TGF-β mediated FGF10 signaling in cranial neural crest cells controls development of myogenic progenitor cells through tissue–tissue interactions during tongue morphogenesis

• Published in: Developmental biology Vol. 341; no. 1; pp. 186 - 195
• Main Authors: Hosokawa, Ryoichi, Oka, Kyoko, Yamaza, Takayoshi, Iwata, Junichi, Urata, Mark, Xu, Xun, Bringas, Pablo, Nonaka, Kazuaki, Chai, Yang
• Format: Journal Article
• Language: English
• Published: United States Elsevier Inc 01.05.2010
• Subjects: Animals; Cell proliferation; Cranial neural crest cell; Differentiation; FGF10; Fibroblast Growth Factor 10 - metabolism; Mice; Mice, Transgenic; Morphogenesis; Mouse; Neural Crest - metabolism; Occipital somite; Protein-Serine-Threonine Kinases - genetics; Protein-Serine-Threonine Kinases - metabolism; Receptor, Transforming Growth Factor-beta Type II; Receptors, Transforming Growth Factor beta - genetics; Receptors, Transforming Growth Factor beta - metabolism; Scleraxis; Signal Transduction; TGF-β; Tongue - cytology; Tongue - embryology; Tongue development; Transforming Growth Factor beta - metabolism; Cell proliferation; Occipital somite; Mouse; Tongue development; Cranial neural crest cell; TGF-β; Scleraxis; Differentiation; FGF10
• ISSN: 0012-1606; 1095-564X
• DOI: 10.1016/j.ydbio.2010.02.030

Skeletal muscles are formed from two cell lineages, myogenic and fibroblastic.
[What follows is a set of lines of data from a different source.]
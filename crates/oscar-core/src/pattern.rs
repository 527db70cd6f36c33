// crates/oscar-core/src/pattern.rs

//! Printable pattern record and ASCII rendering. This module only builds
//! the row data a caller needs and offers a reference renderer `oscar-cli`
//! reuses directly.

use crate::arena::StateArena;
use crate::config::Symmetry;
use crate::rule::Row;

/// One reconstructed pattern: the rows of every ancestor from deepest to
/// root, using a single chosen generation's bitmap as each ancestor's
/// printed row (phase 0 by convention — any ancestor's row is equally
/// representative once the oscillator has been found, since the pattern is
/// printed at one instant in its cycle).
#[derive(Clone, Debug)]
pub struct Pattern {
    pub width: u32,
    /// Rows, deepest ancestor first, root last.
    pub rows: Vec<Row>,
    /// Row-symmetric wrap completion detected for this pattern, if any.
    pub symmetry: Option<(Symmetry, u32)>,
}

impl Pattern {
    /// Walk `s`'s ancestry back to the root, collecting `printed_phase`'s
    /// row from each ancestor in deepest-first order.
    #[must_use]
    pub fn from_ancestry(arena: &StateArena, s: usize, width: u32, printed_phase: usize) -> Self {
        let mut rows = Vec::new();
        let mut cur = s;
        loop {
            rows.push(arena.get(cur).rows[printed_phase]);
            let parent = arena.parent_of(cur);
            if parent == cur {
                break;
            }
            cur = parent;
        }
        Self {
            width,
            rows,
            symmetry: None,
        }
    }

    /// Append the mirrored rows implied by a detected row-symmetric wrap.
    pub fn append_symmetry_mirror(&mut self, symmetry: Symmetry) {
        self.symmetry = Some((symmetry, 0));
        let mirrored: Vec<Row> = match symmetry {
            Symmetry::Even => self.rows.iter().rev().copied().collect(),
            Symmetry::Odd => self.rows.iter().rev().skip(1).copied().collect(),
            Symmetry::None => Vec::new(),
        };
        self.rows.extend(mirrored);
    }

    /// Append resolved stator columns (widening every row) from an
    /// asymmetric termination. `extra_cols` holds one bit per row to append,
    /// indexed in the same deepest-first order as `self.rows`.
    pub fn append_stator_columns(&mut self, extra_cols: &[Row]) {
        for (row, &bit) in self.rows.iter_mut().zip(extra_cols.iter()) {
            *row |= (bit & 1) << self.width;
        }
        self.width += 1;
    }

    /// Render as a blank line, then one line per row, `.` for dead and `o`
    /// for live, left to right.
    #[must_use]
    pub fn render(&self) -> String {
        let mut out = String::new();
        out.push('\n');
        for row in &self.rows {
            for col in 0..self.width {
                out.push(if (row >> col) & 1 != 0 { 'o' } else { '.' });
            }
            out.push('\n');
        }
        out
    }
}

/// Result of a completed search.
pub enum SearchOutcome {
    /// A terminal, nontrivial pattern was found and printed.
    Success(Pattern),
    /// The queue was exhausted with no pattern found; carries the deepest
    /// partial pattern reached, for the give-up message.
    Exhausted(Pattern),
}

impl SearchOutcome {
    /// Render the outcome: the pattern itself, or a give-up message
    /// followed by the deepest partial pattern reached.
    #[must_use]
    pub fn render(&self) -> String {
        match self {
            Self::Success(p) => p.render(),
            Self::Exhausted(p) => format!("No patterns found\n{}", p.render()),
        }
    }
}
Mesoderm-derived myogenic progenitors form muscle cells whereas fibroblastic cells give rise to the supportive connective tissue of skeletal muscles, such as the tendons and perimysium. It remains unknown how myogenic and fibroblastic cell–cell interactions affect cell fate determination and the organization of skeletal muscle. In the present study, we investigated the functional significance of cell–cell interactions in regulating skeletal muscle development. Our study shows that cranial neural crest (CNC) cells give rise to the fibroblastic cells of the tongue skeletal muscle in mice. Loss of Tgfbr2 in CNC cells ( Wnt1-Cre;Tgfbr2 flox/flox ) results in microglossia with reduced Scleraxis and Fgf10 expression as well as decreased myogenic cell proliferation, reduced cell number and disorganized tongue muscles. Furthermore, TGF-β2 beads induced the expression of Scleraxis in tongue explant cultures. The addition of FGF10 rescued the muscle cell number in Wnt1-Cre;Tgfbr2 flox/flox mice. Thus, TGF-β induced FGF10 signaling has a critical function in regulating tissue–tissue interaction during tongue skeletal muscle development.